An exact copy of the lines from the one containing "attempt += 1;" through the last line below is required; include both of those lines and no others.
-- RECORDS follows --
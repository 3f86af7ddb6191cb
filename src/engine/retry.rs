// LeadScout Engine — Retry Policy
// Wraps a fallible upstream call with bounded linear backoff for transient
// failures only. Linear (base × attempt), not exponential — it matches the
// observed upstream rate-limit recovery pattern. The backoff sleeps via
// tokio, suspending only the current task.

use std::future::Future;
use std::time::Duration;

use log::warn;

use crate::engine::config::CoreConfig;

#[derive(Debug, Clone)]
pub struct RetryPolicy {
    /// Maximum retries after the first attempt (default 2).
    pub max_retries: u32,
    /// Backoff base; attempt N sleeps base × N before retrying.
    pub backoff_base: Duration,
}

impl RetryPolicy {
    pub fn new(max_retries: u32, backoff_base: Duration) -> Self {
        RetryPolicy { max_retries, backoff_base }
    }

    pub fn from_config(config: &CoreConfig) -> Self {
        RetryPolicy {
            max_retries: config.max_retries,
            backoff_base: Duration::from_millis(config.backoff_base_ms),
        }
    }

    /// Invoke `op`, retrying while `is_transient` approves and attempts
    /// remain. Non-transient errors and the last exhausted-retry error
    /// propagate unchanged.
    pub async fn run<T, E, Fut, Op, Cls>(&self, mut op: Op, is_transient: Cls) -> Result<T, E>
    where
        Op: FnMut() -> Fut,
        Fut: Future<Output = Result<T, E>>,
        Cls: Fn(&E) -> bool,
        E: std::fmt::Display,
    {
        let mut attempt: u32 = 0;
        loop {
            match op().await {
                Ok(value) => return Ok(value),
                Err(err) if attempt < self.max_retries && is_transient(&err) => {
                    attempt += 1;
                    let delay = self.backoff_base * attempt;
                    warn!(
                        "[retry] transient failure (attempt {}/{}): {} — backing off {}ms",
                        attempt,
                        self.max_retries,
                        err,
                        delay.as_millis()
                    );
                    tokio::time::sleep(delay).await;
                }
                Err(err) => return Err(err),
            }
        }
    }
}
-- RECORDS concluded --
__SOLUTION__:
                    attempt += 1;
                    let delay = self.backoff_base * attempt;
                    warn!(
                        "[retry] transient failure (attempt {}/{}): {} — backing off {}ms",
                        attempt,
                        self.max_retries,
                        err,
                        delay.as_millis()
                    );
                    tokio::time::sleep(delay).await;
                }
                Err(err) => return Err(err),
            }
        }
    }
}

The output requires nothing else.